Jasco J810 CD Spectrophotometer
The J810 is the latest model from Jasco, who have been making CD spectrometers for many years. It was installed in Spring 2003. The light source is a 150w Xenon lamp, which covers the full spectral range (180 - 800 nm). The optics use a prism monochromator (better than a grating for CD instruments) to disperse the light into different wavelengths. The circular polarisation is generated in a device called a photoelastic modulator (PEM). This generates left- and right-circular polarised light alternately by stressing a crystal at high frequency. After the light passes through the sample it is detected by a photomultiplier tube. The signal electronics are synchronised to the PEM, allowing the difference in absorption for the left- and right-polarised light to be quantified. The optical path and sample compartment are continuously swept with nitrogen, as the oxygen in air absorbs short wavelength UV light, which would not only degrade the signal but also create ozone which is toxic and damaging to the mirrors in the optics. The nitrogen is produced from atmospheric air by a gas generator.
CD cuvettes are made of high-grade quartz for good light transmission. Additionally they may be specially annealed to reduce strains in the quartz which can give rise to background signals. We have three path lengths available - 1 cm (volume required 2.5 - 3.5 ml), 1mm (300 - 400 µl) and a "demountable window" cell comprising two precision made quartz plates which are pushed together in a holder making a cell with a path length of 0.1 mm. This requires only about 50 - 60 µl of sample, but it is difficult to recover after use. The 1 cm cells will accommodate a small stirrer which is useful when doing titrations or temperature ramping. Cuvettes must be kept scrupulously clean for best results - films of protein adsorbed on the sides can cause baseline distortions. It is always a good idea to run a "buffer blank" before measuring a sample (see also Samples and Buffers).

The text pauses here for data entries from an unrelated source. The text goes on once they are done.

//! In-memory `Persistence` for unit tests.

use std::collections::HashMap;
use std::sync::atomic::{AtomicBool, AtomicUsize, Ordering};
use std::sync::Mutex;

use crate::persistence::{DocumentKind, PersistResult, Persistence, PersistenceError};

#[derive(Default)]
pub(crate) struct TestStore {
    docs: Mutex<HashMap<DocumentKind, String>>,
    saves: AtomicUsize,
    fail: AtomicBool,
}

impl TestStore {
    /// A store whose every save and remove fails.
    pub(crate) fn failing() -> Self {
        let store = Self::default();
        store.fail.store(true, Ordering::SeqCst);
        store
    }

    pub(crate) fn save_count(&self) -> usize {
        self.saves.load(Ordering::SeqCst)
    }
}

impl Persistence for TestStore {
    fn load_document(&self, kind: DocumentKind) -> PersistResult<Option<String>> {
        Ok(self.docs.lock().unwrap().get(&kind).cloned())
    }

    fn save_document(&self, kind: DocumentKind, body: &str) -> PersistResult<()> {
        if self.fail.load(Ordering::SeqCst) {
            return Err(PersistenceError::new(kind, "disk full"));
        }
        self.saves.fetch_add(1, Ordering::SeqCst);
        self.docs.lock().unwrap().insert(kind, body.to_string());
        Ok(())
    }

    fn remove_document(&self, kind: DocumentKind) -> PersistResult<()> {
        if self.fail.load(Ordering::SeqCst) {
            return Err(PersistenceError::new(kind, "disk full"));
        }
        self.docs.lock().unwrap().remove(&kind);
        Ok(())
    }
}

CD signals are measured as a small percentage difference (<0.5%) in absorption for the L- and R-polarised light. As one would expect, the signal increases with sample concentration, but if the sample is too strong, then too little light will reach the detector and the difference signal will be swamped by noise in the electronics. A good guideline is that the sample should have an absorbance (A value) of about 0.9 at the wavelengths you wish to use (not necessarily 280 nm!). The path length of the cuvette must also be accounted for. Typically, in a 1 mm path cuvette, 0.2 mg/ml protein is a good starting point when working in the far-UV (190 - 230 nm), and correspondingly 0.02 mg/ml for 1cm path length, or 2 mg/ml for the 0.1 mm cell.
One of the most important considerations for CD measurements is the buffer composition. At the shortest, and generally most interesting UV wavelengths, many normal buffer components have strong absorptions, which can completely swamp the signal. Some to avoid are: chloride, citrates, certain "Good" buffers e.g. MOPS, DTT and imidazole. A 10 mM sodium or potassium phosphate buffer is often recommended for CD. Tris and TEA are reasonable and can be pH'd with sulphuric or phosphoric acid if the chloride is a problem. Glycerol should not interfere. It is wise to record a spectrum of the buffer alone before starting with samples, to check that its absorbance is not a problem - we have seen unexpectedly high background absorbances arising from contaminated buffers. Sometimes it may not be possible to remove or reduce an interfering component - in this case consider whether a shorter path length could be used with an appropriate increase in sample concentration.